Les groupes de jeunesse se composent d'hommes et de femmes dont l'âge se situe entre l'adolescence et le milieu de la trentaine. En général l'adhésion à ces groupes est limitée aux jeunes gens habitant dans certaines villes ou appartenant à certains groupes ethniques. Ces groupes constituent une sorte de "forum", où les jeunes viennent pour discuter des enjeux liés au développement ou simplement pour socialiser.

Les groupes de jeunes ainsi qu'un grand nombre de nouvelles institutions locales ont été crées suite à une perte de confiance - particulièrement sensible chez les jeunes - vis à vis des structures de pouvoir traditionnelles.

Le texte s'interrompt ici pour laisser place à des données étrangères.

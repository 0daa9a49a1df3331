use super::{Dialect, DialectKind};
use crate::catalog::FieldModel;

#[derive(Debug, Clone, Copy, Default)]
pub struct SqlServer;

impl Dialect for SqlServer {
    fn kind(&self) -> DialectKind {
        DialectKind::SqlServer
    }

    fn if_null_function(&self) -> &'static str {
        "ISNULL"
    }

    fn to_text(&self, expr: &str, _field: &FieldModel) -> String {
        format!("CONVERT(varchar(MAX), {})", expr)
    }

    fn current_date(&self) -> &'static str {
        "CAST(CURRENT_TIMESTAMP AS DATE)"
    }

    fn current_time(&self) -> &'static str {
        "CAST(CURRENT_TIMESTAMP AS TIME)"
    }

    fn sorts_inside_window(&self) -> bool {
        true
    }

    // ROW_NUMBER() requires an ORDER BY; `(SELECT NULL)` keeps the source order.
    fn wrap_window(&self, inner: &str, order_by: Option<&str>, min: i64, max: i64) -> String {
        let order_by = order_by.unwrap_or("(SELECT NULL)");
        format!(
            "SELECT * FROM (SELECT sub.*, ROW_NUMBER() OVER (ORDER BY {}) AS ROWNUM FROM ({}) sub ) rows WHERE rows.ROWNUM > {} AND rows.ROWNUM <= {}",
            order_by, inner, min, max
        )
    }
}
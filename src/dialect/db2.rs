use super::{Dialect, DialectKind};
use crate::catalog::{FieldModel, SqlType};

#[derive(Debug, Clone, Copy, Default)]
pub struct Db2;

impl Dialect for Db2 {
    fn kind(&self) -> DialectKind {
        DialectKind::Db2
    }

    fn to_text(&self, expr: &str, field: &FieldModel) -> String {
        match field.sql_type {
            SqlType::Integer => format!("CHAR({})", expr),
            SqlType::Decimal => format!("CHAR({}, ',')", expr),
            SqlType::Date | SqlType::Time => format!(
                "VARCHAR_FORMAT(TIMESTAMP_ISO({}), 'DD/MM/YYYY HH24:MI:SS')",
                expr
            ),
            SqlType::Timestamp => format!("VARCHAR_FORMAT({}, 'DD/MM/YYYY HH24:MI:SS')", expr),
            _ => expr.to_string(),
        }
    }

    fn sorts_inside_window(&self) -> bool {
        true
    }

    fn wrap_window(&self, inner: &str, order_by: Option<&str>, min: i64, max: i64) -> String {
        let over = order_by
            .map(|ob| format!("ORDER BY {}", ob))
            .unwrap_or_default();
        format!(
            "SELECT internal$1.* FROM (SELECT internal$2.*, ROW_NUMBER() OVER ({}) AS internal$rownum FROM ({}) internal$2) internal$1 WHERE internal$1.internal$rownum > {} AND internal$1.internal$rownum <= {}",
            over,
            inner,
            min,
            min.saturating_add(max)
        )
    }
}
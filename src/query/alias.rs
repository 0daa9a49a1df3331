//! Identifier naming shared by table aliases and column aliases.
//!
//! Several supported engines cap identifiers at 30 characters. Every alias the
//! compiler emits goes through [`alias`], which keeps short names as they are and
//! replaces long ones by a deterministic surrogate, so the name used in SELECT
//! is the same one looked up later when reading result rows.

use sha2::{Digest, Sha256};

/// Longest identifier accepted by every supported engine.
pub const MAX_IDENTIFIER_LEN: usize = 30;

/// Bound `name` to [`MAX_IDENTIFIER_LEN`] characters.
///
/// # Examples
/// ```
/// use dbquery::query::alias::{alias, MAX_IDENTIFIER_LEN};
///
/// assert_eq!(alias("T1_CUSTOMER_ID"), "T1_CUSTOMER_ID");
///
/// let long = "T12_CUSTOMER_PREFERRED_DELIVERY_ADDRESS_LINE";
/// let short = alias(long);
/// assert!(short.len() <= MAX_IDENTIFIER_LEN);
/// assert_eq!(short, alias(long));
/// assert!(short.starts_with("T12_"));
/// ```
pub fn alias(name: &str) -> String {
    if name.len() <= MAX_IDENTIFIER_LEN {
        return name.to_string();
    }
    let digits = name_hash(name).to_string();
    if digits.len() >= MAX_IDENTIFIER_LEN {
        let tail = &digits[digits.len() - (MAX_IDENTIFIER_LEN - 1)..];
        return format!("A{}", tail);
    }
    let keep = floor_char_boundary(name, MAX_IDENTIFIER_LEN - digits.len() - 1);
    format!("{}{}", &name[..keep], digits)
}

/// Column alias of a field read from a table: `<tableAlias>_<name>`, bounded.
pub fn column_alias(table_alias: &str, name: &str) -> String {
    alias(&format!("{}_{}", table_alias, name))
}

/// Column name of a field: camelCase words upper-cased and joined by `_`.
///
/// # Examples
/// ```
/// use dbquery::query::alias::db_name;
///
/// assert_eq!(db_name("customerId"), "CUSTOMER_ID");
/// assert_eq!(db_name("status"), "STATUS");
/// assert_eq!(db_name("ORDER_DATE"), "ORDER_DATE");
/// ```
pub fn db_name(name: &str) -> String {
    let mut out = String::with_capacity(name.len() + 4);
    let mut prev_lower_or_digit = false;
    for c in name.chars() {
        if c.is_uppercase() && prev_lower_or_digit {
            out.push('_');
        }
        prev_lower_or_digit = c.is_lowercase() || c.is_ascii_digit();
        out.extend(c.to_uppercase());
    }
    out
}

/// First eight bytes of the SHA-256 digest, read as an unsigned integer.
fn name_hash(name: &str) -> u64 {
    let digest = Sha256::digest(name.as_bytes());
    let mut bytes = [0u8; 8];
    bytes.copy_from_slice(&digest[..8]);
    u64::from_be_bytes(bytes)
}

fn floor_char_boundary(s: &str, mut index: usize) -> usize {
    while index > 0 && !s.is_char_boundary(index) {
        index -= 1;
    }
    index
}
//! Join path discovery over entity links.
//!
//! When an entity is added to a query without an explicit join, the resolver
//! looks at every table already in the query, in insertion order, and collects
//! the links that reach the new entity: first the table's own links whose
//! target is the new entity, then its back-references coming from the new
//! entity. Transient links carry no physical constraint and are skipped.

use log::{debug, warn};

use super::errors::QueryError;
use super::table::{JoinedLink, Table};
use crate::catalog::{EntityModel, LinkModel};

/// Which side of the link the existing table is on.
#[derive(Debug, Clone, Copy, PartialEq, Eq)]
pub enum LinkDirection {
    /// The existing table holds the foreign key.
    Outbound,
    /// The new entity holds the foreign key.
    BackRef,
}

#[derive(Debug, Clone, Copy)]
pub struct JoinCandidate<'a> {
    pub table: &'a Table,
    pub link: &'a LinkModel,
    pub direction: LinkDirection,
}

impl JoinCandidate<'_> {
    fn describe(&self) -> String {
        format!("{}.{}", self.table.alias, self.link.name)
    }

    /// Key pairing of the join from the candidate's table to a new `target` table.
    pub fn joined_link(
        &self,
        target: &EntityModel,
        target_alias: &str,
    ) -> Result<JoinedLink, QueryError> {
        let (source_fields, target_fields) = match self.direction {
            LinkDirection::Outbound => (
                self.link.fields.clone(),
                target.primary_key.fields.clone(),
            ),
            LinkDirection::BackRef => (
                self.table.model.primary_key.fields.clone(),
                self.link.fields.clone(),
            ),
        };
        if source_fields.len() != target_fields.len() || source_fields.is_empty() {
            return Err(QueryError::KeyArityMismatch {
                source_alias: self.table.alias.clone(),
                alias: target_alias.to_string(),
                source_fields: source_fields.len(),
                target_fields: target_fields.len(),
            });
        }
        Ok(JoinedLink {
            link_name: self.link.name.clone(),
            source_entity: self.table.model.name.clone(),
            source_alias: self.table.alias.clone(),
            source_fields,
            target_fields,
        })
    }
}

/// Every usable link between the query's tables and `entity`, in search order.
pub fn find_candidates<'a>(
    tables: &'a [Table],
    entity: &str,
    link_name: Option<&str>,
    target_alias: Option<&str>,
) -> Vec<JoinCandidate<'a>> {
    let wanted = |link: &LinkModel, table: &Table| match link_name {
        Some(name) => link.name == name && target_alias.map_or(true, |a| a == table.alias),
        None => true,
    };

    let mut candidates = Vec::new();
    for table in tables {
        let model = &table.model;
        for link in model.links.iter().filter(|l| !l.transient) {
            if link.ref_entity == entity && wanted(link, table) {
                candidates.push(JoinCandidate {
                    table,
                    link,
                    direction: LinkDirection::Outbound,
                });
            }
        }
        for link in model.back_refs.iter().filter(|l| !l.transient) {
            if link.entity == entity && wanted(link, table) {
                candidates.push(JoinCandidate {
                    table,
                    link,
                    direction: LinkDirection::BackRef,
                });
            }
        }
    }
    candidates
}

/// Pick the link used to join `entity`.
///
/// Without a link name, several candidates are resolved to the first one with a
/// warning, unless `strict` is set, in which case the ambiguity is an error.
pub fn resolve<'a>(
    tables: &'a [Table],
    entity: &str,
    link_name: Option<&str>,
    target_alias: Option<&str>,
    strict: bool,
) -> Result<JoinCandidate<'a>, QueryError> {
    let candidates = find_candidates(tables, entity, link_name, target_alias);

    let first = match (candidates.first(), link_name) {
        (Some(first), _) => *first,
        (None, None) => {
            return Err(QueryError::NoJoinPath {
                entity: entity.to_string(),
            })
        }
        (None, Some(link)) => {
            return Err(QueryError::LinkNotFound {
                link: link.to_string(),
                entity: entity.to_string(),
                target_alias: target_alias.map(str::to_string),
            })
        }
    };

    if candidates.len() > 1 && link_name.is_none() {
        let names = candidates
            .iter()
            .map(JoinCandidate::describe)
            .collect::<Vec<_>>()
            .join(", ");
        if strict {
            return Err(QueryError::AmbiguousJoinPath {
                entity: entity.to_string(),
                candidates: names,
            });
        }
        warn!(
            "More than one link leads to {} ({}); joining with {}",
            entity,
            names,
            first.describe()
        );
    }

    debug!("Joining {} through {} ({:?})", entity, first.describe(), first.direction);
    Ok(first)
}
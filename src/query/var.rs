use serde::{Deserialize, Serialize};
use std::fmt;
use std::str::FromStr;

use super::alias::column_alias;
use super::value::BindValue;
use crate::catalog::FieldModel;

/// Placeholder for the column expression inside aggregate templates.
pub const TEMPLATE_ARG: &str = "{0}";

#[derive(Debug, Clone, Copy, PartialEq, Eq, Default, Serialize, Deserialize)]
#[serde(rename_all = "lowercase")]
pub enum Visibility {
    #[default]
    Visible,
    Invisible,
    Protected,
}

/// How the selected value is computed from the column.
#[derive(Debug, Clone, PartialEq)]
pub enum VarExpr {
    /// The column itself (or the field's SQL expression).
    Column,
    /// A dialect-neutral template such as `sum({0})`.
    Template(String),
    /// Null-coalesced column.
    IfNull(BindValue),
    /// Search/result mapping; each search value is bound, results are raw SQL.
    Decode {
        arms: Vec<(BindValue, String)>,
        default: Option<BindValue>,
    },
}

/// One field of one table of the query, as selected or filtered.
#[derive(Debug, Clone, PartialEq)]
pub struct Var {
    pub table_alias: String,
    pub field: FieldModel,
    /// Output name; the field's column name when unset.
    pub out_alias: Option<String>,
    pub visibility: Visibility,
    pub expr: VarExpr,
    /// Aggregated value: forces the other selected columns into GROUP BY.
    pub grouping: bool,
}

impl Var {
    pub fn new(table_alias: impl Into<String>, field: FieldModel) -> Self {
        Self {
            table_alias: table_alias.into(),
            field,
            out_alias: None,
            visibility: Visibility::Visible,
            expr: VarExpr::Column,
            grouping: false,
        }
    }

    pub fn name(&self) -> &str {
        &self.field.name
    }

    /// `alias.COLUMN`, or the field's SQL expression bound to this table.
    pub fn column_expr(&self) -> String {
        match &self.field.sql_expr {
            Some(expr) if self.field.is_sql_expression() => {
                expr.replace(":tableAlias", &self.table_alias)
            }
            _ => format!("{}.{}", self.table_alias, self.field.sql_name),
        }
    }

    /// Bounded alias under which the value is selected.
    pub fn result_alias(&self) -> String {
        let name = self.out_alias.as_deref().unwrap_or(&self.field.sql_name);
        column_alias(&self.table_alias, name)
    }

    /// Expression used for this var in GROUP BY. SQL-expression fields are
    /// grouped through their select alias.
    pub fn group_by_expr(&self) -> String {
        if self.field.is_sql_expression() {
            column_alias(&self.table_alias, &self.field.sql_name)
        } else {
            self.column_expr()
        }
    }

    pub fn is_from_database(&self) -> bool {
        self.field.is_from_database()
    }

    /// Same table and field, regardless of output alias.
    pub fn same_column(&self, other: &Var) -> bool {
        self.table_alias == other.table_alias && self.field.name == other.field.name
    }

    pub fn matches(&self, column: &str, table_alias: &str) -> bool {
        self.table_alias == table_alias
            && (self.field.name == column
                || self.field.sql_name == column
                || self.out_alias.as_deref() == Some(column))
    }
}

#[derive(Debug, Clone, Copy, PartialEq, Eq, Default, Serialize, Deserialize)]
#[serde(rename_all = "UPPERCASE")]
pub enum SortDirection {
    #[default]
    Asc,
    Desc,
}

impl SortDirection {
    /// Parse a direction, falling back to ascending for anything unrecognised.
    pub fn parse_lenient(direction: &str) -> Self {
        direction.parse().unwrap_or_default()
    }
}

impl FromStr for SortDirection {
    type Err = ();

    fn from_str(s: &str) -> Result<Self, Self::Err> {
        match s.trim().to_uppercase().as_str() {
            "ASC" => Ok(SortDirection::Asc),
            "DESC" => Ok(SortDirection::Desc),
            _ => Err(()),
        }
    }
}

impl fmt::Display for SortDirection {
    fn fmt(&self, f: &mut fmt::Formatter<'_>) -> fmt::Result {
        match self {
            SortDirection::Asc => f.write_str("ASC"),
            SortDirection::Desc => f.write_str("DESC"),
        }
    }
}

#[derive(Debug, Clone, PartialEq)]
pub struct SortVar {
    pub var: Var,
    pub direction: SortDirection,
    /// Result breaks: a change of value starts a new category when reading rows.
    pub categorize: bool,
}

/// A literal output column: `'value' AS name`.
#[derive(Debug, Clone, PartialEq)]
pub struct Const {
    pub name: String,
    pub value: String,
}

Cette méfiance dérive en grande partie d'un conflit d'intérêts entre les jeunes, les élites et les "anciens" sur les questions relatives aux ressources de la terre et de la forêt. Beaucoup de jeunes reprochent, aux personnes influentes du village, de vendre les terres aux étrangers et d'accorder les permis d'exploitation forestière pour leur intérêt personnel, plutôt que dans l'intérêt de l'ensemble de la communauté (Sharper, 1998).

3.6. Les comités de développement du village

En accord avec leurs attributions, les animateurs en vulgarisation du Ministère de l'agriculture ont mis en place des comités de développement dans chaque village, afin de coordonner l'ensemble des activités de développement, telles que la construction d'une école ou d'une nouvelle salle de classe, ou l'amélioration de l'approvisionnement en eau potable.

Les membres de ces comités sont élus par l'ensemble du village, ce qui rend cette institution moins élitiste que le conseil du village. Cependant, si des femmes ou des jeunes en font souvent partie, les étrangers et les familles les plus pauvres, qui se font mois entendre, peuvent ne pas être équitablement représentés. De plus les résultats obtenus par ces comités peuvent varier beaucoup en fonction des villages.

Moyens d'existence des populations de la forêt de Korup

4.1. Moyen d'existence des populations dans les villages reculés

Grâce à l'abondance relative de gibiers à proximité des "villages de lisière", les opportunités de chasse et de piégeage sont nombreuses. La "viande de brousse" étant plutôt facile à transporter et étant hautement appréciée, elle constitue la source majeure de revenus pour les hommes habitant dans ces villages. Les jeunes hommes, après avoir chercher en vain un travail dans les villes, reviennent de plus en plus dans leur village et se consacrent à la chasse. Par conséquent, les "villages de lisière" comptent d'habitude un nombre beaucoup plus élevé d'hommes jeunes ou d'âge moyen que les "villages de clairière abandonnée". Outre les chasseurs et poseurs de pièges autochtones, d'autres groupes d'étrangers chassent dans la forêt de Korup, provenant des "villages de clairière abandonnée" situés dans la partie francophone du Cameroun et au Nigeria.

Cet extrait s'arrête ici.